7. Turn out the dough onto a board and knead the dough until all of the dry flour has been incorporated, about five minutes.
Tip: I use a pastry marble.
Note: When I make these crackers with cold butter you had to be careful not to overwork the dough and melt the butter into the flour. With this method the more you knead the dough the better. The butter binds up some of the flour and prevents too much gluten from forming, giving you a more tender cracker.
8. Divide the dough in half and form the dough into smooth balls.
9. Let the dough balls rest for 10 minutes in a large bowl covered with a damp towel.
10. Dust a clean flat surface with two tablespoons of flour and press one of the dough balls into a 4 inch flat square about one half inch thick.
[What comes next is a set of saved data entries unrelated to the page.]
// Copyright (c) 2025 Geoffrey Huntley <ghuntley@ghuntley.com>. All rights reserved.
// SPDX-License-Identifier: Proprietary

//! Server-side permission enforcement for Roster.
//!
//! [`PermissionService`] answers checks for request handlers and
//! [`AdministrationService`] is the only writer of role grants and user
//! overrides. Both sit on cached tables in front of the `roster-server-db`
//! stores; the pure precedence and gating rules live in
//! `roster-permissions-core`.
//!
//! # Example
//!
//! ```ignore
//! let ctx = RequestContext::new(actor).with_session(session_id);
//! if !permissions.can(&ctx, Module::Leave, Action::Approve).await {
//!     return Err(StatusCode::FORBIDDEN);
//! }
//! ```

pub mod admin;
pub mod audit;
pub mod cache;
pub mod error;
pub mod identity;
pub mod override_table;
pub mod role_table;
pub mod service;
pub mod session;

#[cfg(test)]
mod test_support;

pub use admin::AdministrationService;
pub use audit::{AuditRecorder, MemoryAuditRecorder, NoopAuditRecorder};
pub use cache::KeyedCache;
pub use error::{Result, ServiceError};
pub use identity::{DirectoryIdentityProvider, IdentityProvider};
pub use override_table::UserOverrideTable;
pub use role_table::RolePermissionTable;
pub use service::{PermissionService, RequestContext};
pub use session::{InMemorySessionStore, SessionStore};
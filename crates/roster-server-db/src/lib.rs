// Copyright (c) 2025 Geoffrey Huntley <ghuntley@ghuntley.com>. All rights reserved.
// SPDX-License-Identifier: Proprietary

//! SQLite persistence for Roster permissions.
//!
//! Each table has a store trait (used by services, mockable in tests) and a
//! `*Repository` implementation over a shared `SqlitePool`.

pub mod error;
pub mod migrations;
pub mod pool;
pub mod role_permission;
pub mod testing;
pub mod user_directory;
pub mod user_override;

pub use error::{DbError, Result};
pub use migrations::run_migrations;
pub use pool::{begin_write, create_pool};
pub use role_permission::{RolePermissionRepository, RolePermissionStore};
pub use user_directory::{UserDirectoryRepository, UserDirectoryStore, UserRecord};
pub use user_override::{UserOverrideRepository, UserOverrideStore};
Tip: Use a board scrapper to push in the sides of the square, so that any breaks in the edges of the dough are smoothed out and the dough is a fairly even rectangle.
11. Turn the dough over, so that both the top and bottom are well coated with flour.
12. Move the oven rack to the top position and pre-heat the oven to 400° F.
13. Roll the dough out into a 12 inch square about a ¼ inch thick.
14. Transfer the dough square onto a sheet of parchment paper, the size of a large, lip-less, cookie (baking) sheet and cover it with a damp towel.
15. While the first batch of dough is resting, roll out the second ball of dough.
Tip: A period of resting allows the gluten in the dough to relax and it is easier to roll the dough out more thinly.
16. Dust the board well with flour and lay the first batch of dough on the board.
Tip: You are going to use a cookie cutter to make the heart shaped crackers, so you do not want the dough to stick to the board.
Note: Place the second batch of dough under the damp towel to rest.
17. Roll the dough out into a rectangle about an ⅛th inch thick.
18. Use a heart shaped cookie cutter to cut the dough sheet into individual crackers.
19. Use a sharp edged spatula to transfer the cut hearts to a parchment lined cookie sheet.
20. Once you have a sheet full of crackers, use a water spray bottle to moisten the tops of the crackers.
21. Sprinkle a bit of salt on each cracker and place the cookie sheet into a 400º F oven.
22. Bake crackers until they are starting to have some golden brown spots, about 12-15 minutes.
Tip: Rotate the pan halfway through the cooking time.
Note: Keep a close eye on the crackers during the last few minutes of cooking, the difference between crisp and burnt is fairly short.
23. Repeat steps x to xx with the second batch of dough.
24. Gather the dough scraps from both batches and knead them into a ball.
Tip: You may need to spritz a little bit of water on them, as the scraps may have dried out a bit.
25. Roll out the scraps and continue cutting until you run out of dough.
Note: For the first few hours the crackers will be a bit soft and chewy. By the second day they will dry out completely and be crisp and crunchy. You may speed up this process putting any soft ones into a baking pan and setting it into the cooling oven for 20 minutes to “crisp” the cracker.
26. Cool the crackers on a wire rack and store in a seal-able plastic bag, if you are not going to enjoy them immediately.